Mr. Monroe began his portion of the brief by noting that the US focuses heavily on kinetic, big-industrial concepts of war, while China maintains a much more dynamic, psycho-physical campaign that has narrative, storytelling, and technology infrastructure components. Mr. Monroe noted that the primary targets for China’s initiatives are in the 17-24 age range. He stated that the National Center for Soft Power Strategies (NCSPS) is concerned that the soft power war between the US and China has become a political war, in which China’s actions are being portrayed in both a positive and untrue light (e.g., its use of Uighur concentration camps is shielded). Mr. Monroe also noted that NCSPS is focused on cultural management of soft power. He then underscored the contrast between China’s positive messaging of its own actions and its negative portrayals of the US. He also highlighted his concern regarding how Chinese messaging in media (e.g., Pacific Rim) has advanced Marxist-Leninist ideals, which contains implications for extremist movements in the US. Mr. Monroe further noted that the CCP’s methods for accessing US technology heavily emphasize regime-friendly business leaders who are not truly independent from the government.

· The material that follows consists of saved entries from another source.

//! FirewallMgr - iptables rules per namespace

use futures::future::join_all;
use std::sync::Arc;
use tracing::{info, instrument, warn};

use hostnet_common::{CommandRunner, HostnetConfig, HostnetResult};

use crate::commands::{build_delete_rule_cmd, build_insert_rule_cmd, build_list_rules_cmd};
use crate::parsers::parse_firewall_rules;
use crate::types::{
    AddFirewallRuleRequest, DeleteFirewallRuleRequest, FirewallRule, FirewallRuleSet,
    FirewallTable, Namespace,
};

/// FirewallMgr lists and edits iptables chains through a [`CommandRunner`]
#[derive(Clone)]
pub struct FirewallMgr {
    runner: Arc<dyn CommandRunner>,
    config: Arc<HostnetConfig>,
}

impl FirewallMgr {
    /// Creates a new FirewallMgr
    pub fn new(runner: Arc<dyn CommandRunner>, config: Arc<HostnetConfig>) -> Self {
        Self { runner, config }
    }

    /// Rules of one table
    #[instrument(skip(self, namespace), fields(namespace = %namespace))]
    pub async fn list_firewall_rules(
        &self,
        namespace: &Namespace,
        table: FirewallTable,
    ) -> HostnetResult<Vec<FirewallRule>> {
        let output = self
            .runner
            .run(&build_list_rules_cmd(&self.config.tools, namespace, table))
            .await?;
        Ok(parse_firewall_rules(&output))
    }

    /// Rules of every table; a table that cannot be listed reads as empty
    #[instrument(skip(self, namespace), fields(namespace = %namespace))]
    pub async fn firewall_rule_set(&self, namespace: &Namespace) -> FirewallRuleSet {
        let listings = join_all(
            FirewallTable::ALL.into_iter().map(|table| async move {
                (table, self.list_firewall_rules(namespace, table).await)
            }),
        )
        .await;

        let mut rule_set = FirewallRuleSet::default();
        for (table, result) in listings {
            match result {
                Ok(rules) => *rule_set.table_mut(table) = rules,
                Err(e) => warn!("Failed to list {} table in {}: {}", table, namespace, e),
            }
        }
        rule_set
    }

    /// Insert a rule at its priority position
    #[instrument(
        skip(self, namespace, request),
        fields(namespace = %namespace, chain = %request.chain)
    )]
    pub async fn add_firewall_rule(
        &self,
        namespace: &Namespace,
        request: &AddFirewallRuleRequest,
    ) -> HostnetResult<()> {
        let rule = request.validate()?;
        self.runner
            .run(&build_insert_rule_cmd(&self.config.tools, namespace, &rule))
            .await?;
        info!(
            "Inserted {} rule at {}/{} position {} in {}",
            rule.target, rule.table, rule.chain, rule.priority, namespace
        );
        Ok(())
    }

    /// Delete rule `num` of a chain
    #[instrument(
        skip(self, namespace, request),
        fields(namespace = %namespace, chain = %request.chain)
    )]
    pub async fn delete_firewall_rule(
        &self,
        namespace: &Namespace,
        request: &DeleteFirewallRuleRequest,
    ) -> HostnetResult<()> {
        let (table, chain, num) = request.validate()?;
        self.runner
            .run(&build_delete_rule_cmd(&self.config.tools, namespace, table, chain, num))
            .await?;
        info!("Deleted rule {}/{} #{} in {}", table, chain, num, namespace);
        Ok(())
    }
}

#[cfg(test)]
mod tests {
    use super::*;
    use hostnet_test::{iptables_fixtures, ScriptedRunner};
    use pretty_assertions::assert_eq;

    fn setup(runner: ScriptedRunner) -> (FirewallMgr, Arc<ScriptedRunner>) {
        let runner = Arc::new(runner);
        let mgr = FirewallMgr::new(runner.clone(), Arc::new(HostnetConfig::default()));
        (mgr, runner)
    }

    #[tokio::test]
    async fn test_list_firewall_rules() {
        let (mgr, _) = setup(ScriptedRunner::new().on(
            "ip netns exec blue iptables -t filter -vnL --line-numbers",
            iptables_fixtures::FILTER,
        ));

        let rules = mgr
            .list_firewall_rules(&Namespace::Named("blue".to_string()), FirewallTable::Filter)
            .await
            .unwrap();
        assert_eq!(rules.len(), 3);
    }

    #[tokio::test]
    async fn test_list_firewall_rules_propagates_failure() {
        let (mgr, _) = setup(ScriptedRunner::new().fail(
            "iptables -t nat -vnL --line-numbers",
            "iptables v1.8.7 (nf_tables): Permission denied (you must be root)",
        ));

        let err = mgr
            .list_firewall_rules(&Namespace::Host, FirewallTable::Nat)
            .await
            .unwrap_err();
        assert!(err.is_exec());
        assert!(err.to_string().contains("Permission denied"));
    }

    #[tokio::test]
    async fn test_rule_set_both_tables() {
        let (mgr, _) = setup(ScriptedRunner::new()
            .on("iptables -t filter -vnL --line-numbers", iptables_fixtures::FILTER)
            .on("iptables -t nat -vnL --line-numbers", iptables_fixtures::NAT));

        let rule_set = mgr.firewall_rule_set(&Namespace::Host).await;
        assert_eq!(rule_set.filter.len(), 3);
        assert_eq!(rule_set.nat.len(), 1);
        assert_eq!(rule_set.table(FirewallTable::Nat)[0].chain, "POSTROUTING");
    }

    #[tokio::test]
    async fn test_rule_set_degrades_per_table() {
        let (mgr, _) = setup(ScriptedRunner::new()
            .on("iptables -t filter -vnL --line-numbers", iptables_fixtures::FILTER)
            .fail("iptables -t nat -vnL --line-numbers", "can't initialize iptables table `nat'"));

        let rule_set = mgr.firewall_rule_set(&Namespace::Host).await;
        assert_eq!(rule_set.filter.len(), 3);
        assert!(rule_set.nat.is_empty());
    }

    #[tokio::test]
    async fn test_add_firewall_rule() {
        let cmd = "iptables -t filter -I INPUT 1 -p tcp -d 10.0.0.5 -j ACCEPT";
        let (mgr, runner) = setup(ScriptedRunner::new().on(cmd, ""));

        let mut request = AddFirewallRuleRequest::new("INPUT", "ACCEPT");
        request.protocol = Some("tcp".to_string());
        request.destination = Some("10.0.0.5".to_string());
        mgr.add_firewall_rule(&Namespace::Host, &request).await.unwrap();

        runner.verifier().assert_command_executed(cmd).unwrap();
    }

    #[tokio::test]
    async fn test_add_firewall_rule_rejects_target() {
        let (mgr, runner) = setup(ScriptedRunner::new());

        let request = AddFirewallRuleRequest::new("INPUT", "ACCEPT && reboot");
        let err = mgr
            .add_firewall_rule(&Namespace::Host, &request)
            .await
            .unwrap_err();
        assert!(err.is_validation());
        assert!(runner.calls().is_empty());
    }

    #[tokio::test]
    async fn test_delete_firewall_rule() {
        let cmd = "ip netns exec red iptables -t nat -D POSTROUTING 1";
        let (mgr, runner) = setup(ScriptedRunner::new().on(cmd, ""));

        let mut request = DeleteFirewallRuleRequest::new("POSTROUTING", "1");
        request.table = Some("nat".to_string());
        mgr.delete_firewall_rule(&Namespace::Named("red".to_string()), &request)
            .await
            .unwrap();

        runner.verifier().assert_command_executed(cmd).unwrap();
    }

    #[tokio::test]
    async fn test_delete_firewall_rule_reports_tool_output() {
        let (mgr, _) = setup(ScriptedRunner::new().fail(
            "iptables -t filter -D INPUT 9",
            "iptables: Index of deletion too big.",
        ));

        let request = DeleteFirewallRuleRequest::new("INPUT", "9");
        let err = mgr
            .delete_firewall_rule(&Namespace::Host, &request)
            .await
            .unwrap_err();
        assert_eq!(err.to_string(), "iptables: Index of deletion too big.");
    }
}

Mr. Monroe went on to present a series of active ways in which the US can respond to Chinese soft power. For example, the US Information Agency was created in the 1950s with a huge budget, but it was disbanded in 1999. This ultimately helped China recognize that the US had minimal assets to defend itself against soft power information strategies. Mr. Monroe also referenced Walt Disney’s role in supporting US information warfare during WWII through his creation of the film Victory Through Air Power in 1943. He questioned why we are not similarly pursuing the promotion of democracy and freedom using present-day technologies, formats, and means of distribution. Mr. Monroe offered several ideas for a large, multinational coalition of freedom-loving nations engaging in information sharing to fight against authoritarianism as well. Mr. Monroe concluded by discussing his collaboration with Dr. Davis and others to highlight the potential role of art in the fight against the CCP, and he contended that it is time to stop studying the problem and to start doing something about it.